◆ **WORK REQUIRED**: The answer must consist of every line in the data below that holds the word "WHEN".

Extracted records:

#####

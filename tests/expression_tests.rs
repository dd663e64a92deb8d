//! Expression grammar: precedence, desugaring, and the
//! dialect-gated forms, exercised end to end through `RETURN <expr>`.

use aqt_parser::{
    Aqt, BinaryArith, BooleanOp, Comparison, Dialect, DialectSelector, Expression, INNER_VAR,
    ReturnSpec, parse,
};

fn return_expr(source: &str, dialect: Dialect) -> Expression {
    let outcome = parse(source, DialectSelector::Explicit(dialect));
    assert!(outcome.ast.is_some(), "{:?}", outcome.diagnostics);
    let Aqt::Query(query) = outcome.ast.unwrap() else {
        panic!("expected a plain query");
    };
    let ReturnSpec::Items(mut items) = query.return_spec else {
        panic!("expected RETURN items");
    };
    items.remove(0).expr
}

#[test]
fn arithmetic_follows_the_precedence_ladder() {
    // `*` binds tighter than `+`.
    let expr = return_expr("RETURN 1 + 2 * 3", Dialect::V2_0);
    match expr {
        Expression::Arith(BinaryArith::Add, lhs, rhs, _) => {
            assert!(matches!(*lhs, Expression::IntegerLiteral(1, _)));
            assert!(matches!(*rhs, Expression::Arith(BinaryArith::Mul, _, _, _)));
        }
        other => panic!("unexpected shape: {other:?}"),
    }
}

#[test]
fn power_is_right_associative_and_binds_tighter_than_unary_minus() {
    let expr = return_expr("RETURN -2^2", Dialect::V2_0);
    match expr {
        Expression::Neg(inner, _) => {
            assert!(matches!(*inner, Expression::Arith(BinaryArith::Pow, _, _, _)));
        }
        other => panic!("unexpected shape: {other:?}"),
    }
}

#[test]
fn boolean_operators_respect_or_xor_and_not_ordering() {
    let expr = return_expr("RETURN true OR false XOR true AND NOT false", Dialect::V2_0);
    // top level must be OR, since OR is the loosest operator.
    assert!(matches!(expr, Expression::Boolean(BooleanOp::Or, _, _, _)));
}

#[test]
fn property_access_binds_tighter_than_unary_minus() {
    let expr = return_expr("RETURN -a.p", Dialect::V2_0);
    match expr {
        Expression::Neg(inner, _) => {
            assert!(matches!(*inner, Expression::Property(_, _, _)));
        }
        other => panic!("unexpected shape: {other:?}"),
    }
}

#[test]
fn not_equal_desugars_to_not_of_eq() {
    let expr = return_expr("RETURN a <> b", Dialect::V2_0);
    match expr {
        Expression::Not(inner, _) => {
            assert!(matches!(*inner, Expression::Compare(Comparison::Eq, _, _, _)));
        }
        other => panic!("unexpected shape: {other:?}"),
    }
}

#[test]
fn in_desugars_to_any_in_collection_with_inner_var_predicate() {
    let expr = return_expr("RETURN x IN [1, 2, 3]", Dialect::V2_0);
    match expr {
        Expression::AnyInCollection {
            variable, predicate, ..
        } => {
            assert_eq!(variable, INNER_VAR);
            match *predicate {
                Expression::Compare(Comparison::Eq, lhs, _, _) => {
                    assert!(matches!(*lhs, Expression::Identifier(ref n, _) if n == INNER_VAR));
                }
                other => panic!("unexpected predicate shape: {other:?}"),
            }
        }
        other => panic!("unexpected shape: {other:?}"),
    }
}

#[test]
fn boolean_literals_lower_differently_per_dialect() {
    let v2 = return_expr("RETURN true", Dialect::V2_0);
    assert!(matches!(v2, Expression::True(_)));

    let v2_false = return_expr("RETURN false", Dialect::V2_0);
    assert!(matches!(v2_false, Expression::Not(_, _)));

    let v1 = return_expr("RETURN true", Dialect::V1_9);
    assert!(matches!(v1, Expression::BooleanLiteral(true, _)));
}

#[test]
fn nullable_postfix_operators_are_pre_2_0_only() {
    let expr = return_expr("RETURN a.p?", Dialect::V1_9);
    assert!(matches!(expr, Expression::Nullable(_, _)));

    let outcome = parse("RETURN a.p?", DialectSelector::Explicit(Dialect::V2_0));
    assert!(outcome.ast.is_none());
}

#[test]
fn count_star_is_distinct_from_count_of_expr() {
    let star = return_expr("RETURN count(*)", Dialect::V2_0);
    assert!(matches!(star, Expression::CountStar(_)));

    let call = return_expr("RETURN count(n)", Dialect::V2_0);
    assert!(matches!(call, Expression::FunctionCall { .. }));
}

#[test]
fn has_label_expression_form_is_v2_only() {
    let expr = return_expr("RETURN n:Person", Dialect::V2_0);
    assert!(matches!(expr, Expression::HasLabel(_, _, _)));

    let outcome = parse("RETURN n:Person", DialectSelector::Explicit(Dialect::V1_9));
    assert!(outcome.ast.is_none());
}

#[test]
fn list_comprehension_forms_are_v2_only() {
    for source in [
        "RETURN filter(x IN [1,2] WHERE x > 1)",
        "RETURN extract(x IN [1,2] | x * 2)",
        "RETURN reduce(acc = 0, x IN [1,2] | acc + x)",
    ] {
        let outcome = parse(source, DialectSelector::Explicit(Dialect::V2_0));
        assert!(outcome.ast.is_some(), "{source}: {:?}", outcome.diagnostics);

        let outcome = parse(source, DialectSelector::Explicit(Dialect::V1_9));
        assert!(outcome.ast.is_none(), "{source} should be rejected pre-2.0");
    }
}

#[test]
fn any_all_none_single_predicates_desugar_with_explicit_variable() {
    let expr = return_expr("RETURN any(x IN [1,2,3] WHERE x > 1)", Dialect::V2_0);
    match expr {
        Expression::AnyInCollection { variable, .. } => assert_eq!(variable, "x"),
        other => panic!("unexpected shape: {other:?}"),
    }
}

#[test]
fn generic_case_requires_v2() {
    let source = "RETURN CASE WHEN 1 = 1 THEN 'a' ELSE 'b' END";
    let outcome = parse(source, DialectSelector::Explicit(Dialect::V2_0));
    assert!(outcome.ast.is_some(), "{:?}", outcome.diagnostics);

    let outcome = parse(source, DialectSelector::Explicit(Dialect::V1_9));
    assert!(outcome.ast.is_none());
}

#[test]
fn simple_case_is_allowed_in_both_dialects() {
    let source = "RETURN CASE n.kind WHEN 1 THEN 'a' ELSE 'b' END";
    for dialect in [Dialect::V1_9, Dialect::V2_0] {
        let outcome = parse(source, DialectSelector::Explicit(dialect));
        assert!(outcome.ast.is_some(), "{dialect}: {:?}", outcome.diagnostics);
    }
}

#[test]
fn index_and_slice_postfix_forms() {
    let expr = return_expr("RETURN xs[0]", Dialect::V2_0);
    assert!(matches!(expr, Expression::Index(_, _, _)));

    let expr = return_expr("RETURN xs[1..3]", Dialect::V2_0);
    assert!(matches!(expr, Expression::Slice(_, Some(_), Some(_), _)));

    let expr = return_expr("RETURN xs[..3]", Dialect::V2_0);
    assert!(matches!(expr, Expression::Slice(_, None, Some(_), _)));
}

#[test]
fn map_literal_and_parameter_reference_are_disambiguated_by_one_token_lookahead() {
    let expr = return_expr("RETURN {name}", Dialect::V2_0);
    assert!(matches!(expr, Expression::Parameter(_, _)));

    let expr = return_expr("RETURN {name: 'Alice'}", Dialect::V2_0);
    assert!(matches!(expr, Expression::MapLiteral(_, _)));
}

#[test]
fn regex_match_distinguishes_literal_from_expression_rhs() {
    let expr = return_expr("RETURN a =~ 'x.*'", Dialect::V2_0);
    assert!(matches!(expr, Expression::LiteralRegularExpression(_, _, _)));

    let expr = return_expr("RETURN a =~ p", Dialect::V2_0);
    assert!(matches!(expr, Expression::RegularExpression(_, _, _)));
}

#####

◆ **ANSWER AREA**:
    let source = "RETURN CASE WHEN 1 = 1 THEN 'a' ELSE 'b' END";
    let source = "RETURN CASE n.kind WHEN 1 THEN 'a' ELSE 'b' END";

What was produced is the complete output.